We live in a pressure cooker world.  Stress hammers us from every direction.  When we are excessively stressed, the Word of God is choked in our lives and we can’t bear fruit that gives God glory.  We’re no longer looking to God, but we’re looking to self and to others for the solutions to the challenges we face.  There’s a popular saying that goes, “turn your cares into prayers.”  Cares tighten us and make realize how little we or other can do.  Prayers relax us and focus us on how much God can do.  As we pray, our passage says that “the peace of God, which surpasses all understanding, will guard your hearts and minds in Christ Jesus.”  The power of praying together is in the relaxation it gives.
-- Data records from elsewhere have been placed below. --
//! # Drive Control Module
//!
//! The drive control module (`drive_ctrl`) converts gamepad input frames into
//! wheel speed commands for the vehicle. The control policy is:
//!
//! 1. Right and left analogue triggers demand forward and reverse speed
//!    respectively, the stronger pull winning the arbitration.
//! 2. The boost button scales the demanded speed up.
//! 3. Left stick deflection slows the wheel on the deflected side down,
//!    turning the vehicle towards that side.
//! 4. D-pad left/right overrides everything with a fixed-rate turn on the
//!    spot ("crab turn").
//!
//! The module follows the standard `init`/`proc` pattern defined by
//! [`util::module::State`].

// ---------------------------------------------------------------------------
// MODULES
// ---------------------------------------------------------------------------

mod calc_crab_turn;
mod calc_drive;
mod params;
mod state;

// ---------------------------------------------------------------------------
// EXPORTS
// ---------------------------------------------------------------------------

pub use params::Params;
pub use state::{DriveCtrl, StatusReport};

// ---------------------------------------------------------------------------
// ENUMERATIONS
// ---------------------------------------------------------------------------

/// Errors which can occur in the drive control module.
#[derive(Debug, thiserror::Error)]
pub enum DriveCtrlError {
    #[error("Could not load the drive control parameters: {0}")]
    ParamLoadError(#[from] util::params::LoadError),

    #[error("Drive control parameters are malformed: {0}")]
    MalformedParams(String),

    #[error("Could not initialise the output archiver: {0}")]
    ArchInitError(#[from] util::archive::ArchiveError),
}
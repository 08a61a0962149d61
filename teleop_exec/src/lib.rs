//! # Teleoperation Library
//!
//! Library providing the modules used by the teleoperation executable. These
//! are exposed as a library so that the simulation executable can reuse the
//! drive control chain without going over a serial link.

// ---------------------------------------------------------------------------
// MODULES
// ---------------------------------------------------------------------------

pub mod data_store;
pub mod drive_ctrl;
pub mod gamepad_client;
pub mod serial_client;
Then, the power of praying together is in the inspiration it provides.  Verse 6 says, “do not be anxious about anything, but in everything by prayer and supplication with thanksgiving let your requests be made known to God.”  “Let your requests be made known to GOD”  When we pray, we are spending time with the Creator of the universe.  We are interacting with the One who can do anything.  Jeremiah 32:7 says, “Behold, I am the Lord, the God of all flesh. Is anything too hard for me?”  We’ve heard several news reports lately about tornadoes.  Years ago there was tornado approaching a farm, probably in the Midwest.  All the people there, the family and the workers on the farm, gathered together in a dark storm cellar.  The winds began howling, and the only door giving protection from the fierce weather was rattling on its hinges.  Their fear was that the door would be sucked off the frame, and then they too may be pulled into the storm.  An old preacher was among them, and he began praying with great oratorical effects, “Lord, send us the spirit of the children of Israel, the children of Moses, the children of the Promised Land!”  An old man with far less education but much more directness lifted his voice and prayed even louder, “Lord, don’t send nobody.  Come yourself!  This ain’t no job for children!”  When we pray, we are talking with almighty God, and He is the One who will come to our aid.  Remember this saying, “When we work, we work; but when we pray, God works.”  The power of praying together is in the inspiration it provides.

Then, the power of praying together is in the transformation it brings.  Verse 8 of our passage says, “Finally, brothers, whatever is true, whatever is honorable, whatever is just, whatever is pure, whatever is lovely, whatever is commendable, if there is any excellence, if there is anything worthy of praise, think about these things.”  There is no way we can truly change who we are and where our minds dwell apart from prayer and the Word of God.  When we pray together, it changes us for the better as nothing else can do.  It changes our thoughts, it transforms our emotions, it transforms our relationships and our lifestyle.  We all have a tendency to let our minds and our emotions dwell on the negative.  It is only through God’s touch that we can be changed.  When the twelve spies looked at the land of Canaan in Numbers 14, ten of them returned with a negative report – they were focused on the flesh, their own abilities compared to the abilities of the Canaanites.  Joshua and Caleb them focused on their God, and had a positive report.  They were focused on God and what He could do.  They weren’t worried about the negative report the other 10 spies gave – they remained focused on God and what He could do.  David challenged Goliath when everyone else was fearful of doing so.  Spending time alone with God, and depending on God, while tending the sheep had changed David.  He had no fear of Goliath, and he was not fretting because no one else was willing to confront him.  His mind was fixed upon God and upon His promises.  Prayer is not a ritual for God, it is a relationship with God.  That relationship transforms us as nothing else can do.